[Opening SUPPLIED INFORMATION section]

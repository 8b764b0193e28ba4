/*!
 * # Configuration Module
 *
 * Command line surface for the two server roles. The `proxy` subcommand
 * runs the edge proxy, `manager` runs the upstream proxy manager; both
 * validate their policy options (credential pair, firewall lists) before a
 * server is built.
 */

use std::time::Duration;

use clap::{Args, Parser, Subcommand};

use crate::auth::ProxyAuth;
use crate::error::{ProxyError, Result};
use crate::firewall::Firewall;
use crate::manager::ProxyManager;
use crate::pool::Upstream;
use crate::proxy::Proxy;

/// Command line interface for fleetproxy
#[derive(Parser, Debug)]
#[command(name = "fleetproxy", version, about, long_about = None)]
pub struct Cli {
    #[command(subcommand)]
    pub command: Command,
}

#[derive(Subcommand, Debug)]
pub enum Command {
    /// Run the edge proxy
    Proxy(ProxyArgs),
    /// Run the upstream proxy manager
    Manager(ManagerArgs),
}

impl Command {
    pub fn debug(&self) -> bool {
        match self {
            Command::Proxy(args) => args.debug,
            Command::Manager(args) => args.debug,
        }
    }
}

/// Authentication and firewall options shared by both roles
#[derive(Args, Debug, Clone, Default)]
pub struct PolicyArgs {
    /// Username for proxy authentication
    #[arg(long)]
    pub username: Option<String>,

    /// Password for proxy authentication
    #[arg(long)]
    pub password: Option<String>,

    /// Host allowed through the firewall (repeatable)
    #[arg(long)]
    pub allow: Vec<String>,

    /// Host blocked by the firewall (repeatable)
    #[arg(long)]
    pub block: Vec<String>,

    /// Host exempt from proxy authentication (repeatable)
    #[arg(long)]
    pub no_auth_required: Vec<String>,
}

impl PolicyArgs {
    /// Build the authenticator, requiring the full credential pair
    pub fn auth(&self) -> Result<Option<ProxyAuth>> {
        match (&self.username, &self.password) {
            (Some(username), Some(password)) => {
                Ok(Some(ProxyAuth::new(username.clone(), password.clone())?))
            }
            (None, None) => Ok(None),
            _ => Err(ProxyError::Config(
                "both --username and --password are required for authentication".to_string(),
            )),
        }
    }

    /// Build the firewall when any host list was given
    pub fn firewall(&self) -> Result<Option<Firewall>> {
        if self.allow.is_empty() && self.block.is_empty() && self.no_auth_required.is_empty() {
            return Ok(None);
        }
        Ok(Some(Firewall::new(
            self.allow.clone(),
            self.block.clone(),
            self.no_auth_required.clone(),
        )?))
    }
}

/// Options for the edge proxy role
#[derive(Args, Debug, Clone)]
pub struct ProxyArgs {
    /// Host to bind
    #[arg(long, default_value = "0.0.0.0")]
    pub host: String,

    /// Port to listen on
    #[arg(long, default_value_t = 8888)]
    pub port: u16,

    /// Listen backlog
    #[arg(long, default_value_t = 1000)]
    pub backlog: u32,

    /// Maximum number of requests processed simultaneously
    #[arg(long, default_value_t = 1000)]
    pub max_connections: usize,

    /// Timeout for network operations, in seconds
    #[arg(long, default_value_t = 15)]
    pub timeout: u64,

    #[command(flatten)]
    pub policy: PolicyArgs,

    /// Enable debug logging
    #[arg(long)]
    pub debug: bool,
}

impl ProxyArgs {
    /// Validate the options and build the server
    pub fn build(&self) -> Result<Proxy> {
        let mut proxy = Proxy::new(self.host.clone(), self.port)
            .backlog(self.backlog)
            .max_connections(self.max_connections)
            .timeout(Duration::from_secs(self.timeout));
        if let Some(auth) = self.policy.auth()? {
            proxy = proxy.with_auth(auth);
        }
        if let Some(firewall) = self.policy.firewall()? {
            proxy = proxy.with_firewall(firewall);
        }
        Ok(proxy)
    }
}

/// Options for the proxy manager role
#[derive(Args, Debug, Clone)]
pub struct ManagerArgs {
    /// Host to bind
    #[arg(long, default_value = "0.0.0.0")]
    pub host: String,

    /// Port to listen on
    #[arg(long, default_value_t = 8889)]
    pub port: u16,

    /// Upstream proxy as `[scheme://][user:pass@]host[:port]` (repeatable)
    #[arg(long)]
    pub upstream: Vec<String>,

    /// Timeout for network operations, in seconds
    #[arg(long, default_value_t = 15)]
    pub timeout: u64,

    /// Timeout for one health probe connect, in seconds
    #[arg(long, default_value_t = 2)]
    pub timeout_test: u64,

    /// Pause between health passes, in seconds
    #[arg(long, default_value_t = 30)]
    pub update_timeout: u64,

    /// Upper bound on concurrent health probes
    #[arg(long, default_value_t = 1000)]
    pub batch_size: usize,

    #[command(flatten)]
    pub policy: PolicyArgs,

    /// Enable debug logging
    #[arg(long)]
    pub debug: bool,
}

impl ManagerArgs {
    /// Validate the options and build the server
    pub fn build(&self) -> Result<ProxyManager> {
        let upstreams = self
            .upstream
            .iter()
            .map(|spec| Upstream::parse(spec))
            .collect::<Result<Vec<_>>>()?;

        let mut manager = ProxyManager::new(self.host.clone(), self.port, upstreams)
            .timeout(Duration::from_secs(self.timeout))
            .timeout_test(Duration::from_secs(self.timeout_test))
            .update_timeout(Duration::from_secs(self.update_timeout))
            .batch_size(self.batch_size);
        if let Some(auth) = self.policy.auth()? {
            manager = manager.with_auth(auth);
        }
        if let Some(firewall) = self.policy.firewall()? {
            manager = manager.with_firewall(firewall);
        }
        Ok(manager)
    }
}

[Closing SUPPLIED INFORMATION section]

Of the lines above, retype only those from the line containing "proxy manager role" through the line containing "concurrent health probes", including both, exactly.

/// Options for the proxy manager role
#[derive(Args, Debug, Clone)]
pub struct ManagerArgs {
    /// Host to bind
    #[arg(long, default_value = "0.0.0.0")]
    pub host: String,

    /// Port to listen on
    #[arg(long, default_value_t = 8889)]
    pub port: u16,

    /// Upstream proxy as `[scheme://][user:pass@]host[:port]` (repeatable)
    #[arg(long)]
    pub upstream: Vec<String>,

    /// Timeout for network operations, in seconds
    #[arg(long, default_value_t = 15)]
    pub timeout: u64,

    /// Timeout for one health probe connect, in seconds
    #[arg(long, default_value_t = 2)]
    pub timeout_test: u64,

    /// Pause between health passes, in seconds
    #[arg(long, default_value_t = 30)]
    pub update_timeout: u64,

    /// Upper bound on concurrent health probes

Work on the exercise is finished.